= What you need to do =
Count up the lines below that include the string "ResponseFormat" and report the number by itself.

Records for the task: Begin

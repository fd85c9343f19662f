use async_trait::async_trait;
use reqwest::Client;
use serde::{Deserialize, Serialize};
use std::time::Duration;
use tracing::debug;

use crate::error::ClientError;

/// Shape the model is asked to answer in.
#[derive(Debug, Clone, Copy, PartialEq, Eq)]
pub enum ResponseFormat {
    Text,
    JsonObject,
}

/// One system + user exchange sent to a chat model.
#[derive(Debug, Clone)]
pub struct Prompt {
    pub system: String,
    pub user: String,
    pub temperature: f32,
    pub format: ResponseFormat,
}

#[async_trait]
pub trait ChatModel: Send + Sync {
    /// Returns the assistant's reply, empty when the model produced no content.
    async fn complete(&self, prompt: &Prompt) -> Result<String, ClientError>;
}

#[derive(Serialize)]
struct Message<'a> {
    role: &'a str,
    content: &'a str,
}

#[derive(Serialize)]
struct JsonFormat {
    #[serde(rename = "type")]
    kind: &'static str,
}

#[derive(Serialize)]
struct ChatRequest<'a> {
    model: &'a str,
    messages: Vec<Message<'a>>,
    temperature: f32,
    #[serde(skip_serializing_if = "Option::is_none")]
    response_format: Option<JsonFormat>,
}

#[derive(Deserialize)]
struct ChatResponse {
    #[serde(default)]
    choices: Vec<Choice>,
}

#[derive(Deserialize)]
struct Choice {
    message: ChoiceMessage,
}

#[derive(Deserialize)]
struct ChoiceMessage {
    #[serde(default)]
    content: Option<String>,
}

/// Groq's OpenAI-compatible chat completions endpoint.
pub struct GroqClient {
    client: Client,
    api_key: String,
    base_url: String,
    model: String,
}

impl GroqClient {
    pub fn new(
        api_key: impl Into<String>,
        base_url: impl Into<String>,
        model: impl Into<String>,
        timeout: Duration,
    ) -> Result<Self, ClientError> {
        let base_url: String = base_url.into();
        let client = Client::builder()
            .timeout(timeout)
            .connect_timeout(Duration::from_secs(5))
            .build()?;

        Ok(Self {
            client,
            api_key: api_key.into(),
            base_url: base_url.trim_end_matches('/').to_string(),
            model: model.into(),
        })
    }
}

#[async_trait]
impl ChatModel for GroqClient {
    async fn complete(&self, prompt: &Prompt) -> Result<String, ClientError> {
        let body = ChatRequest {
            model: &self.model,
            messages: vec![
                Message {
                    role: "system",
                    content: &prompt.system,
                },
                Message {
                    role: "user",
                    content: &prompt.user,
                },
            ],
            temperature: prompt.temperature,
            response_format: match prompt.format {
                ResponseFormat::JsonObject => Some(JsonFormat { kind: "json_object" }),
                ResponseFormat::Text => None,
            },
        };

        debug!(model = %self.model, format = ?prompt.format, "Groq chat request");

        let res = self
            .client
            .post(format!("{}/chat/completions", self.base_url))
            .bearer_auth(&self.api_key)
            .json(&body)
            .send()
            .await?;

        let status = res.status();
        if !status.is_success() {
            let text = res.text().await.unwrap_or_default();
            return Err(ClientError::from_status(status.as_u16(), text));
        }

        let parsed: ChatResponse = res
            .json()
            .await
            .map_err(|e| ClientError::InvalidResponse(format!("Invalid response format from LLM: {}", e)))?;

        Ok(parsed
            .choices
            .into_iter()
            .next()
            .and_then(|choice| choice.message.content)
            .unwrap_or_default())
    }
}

Records for the task: End
Records for the task: Begin

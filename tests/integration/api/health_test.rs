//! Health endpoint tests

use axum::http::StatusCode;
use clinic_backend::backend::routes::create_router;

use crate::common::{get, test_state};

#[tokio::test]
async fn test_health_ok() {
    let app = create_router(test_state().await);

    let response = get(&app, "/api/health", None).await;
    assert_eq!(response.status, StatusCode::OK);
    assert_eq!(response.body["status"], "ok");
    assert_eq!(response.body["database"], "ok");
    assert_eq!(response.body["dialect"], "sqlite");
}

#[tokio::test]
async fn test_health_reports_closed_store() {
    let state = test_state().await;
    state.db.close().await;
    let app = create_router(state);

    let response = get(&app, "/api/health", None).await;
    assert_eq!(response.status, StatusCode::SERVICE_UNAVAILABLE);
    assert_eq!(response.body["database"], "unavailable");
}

Records for the task: End

= Solution =
4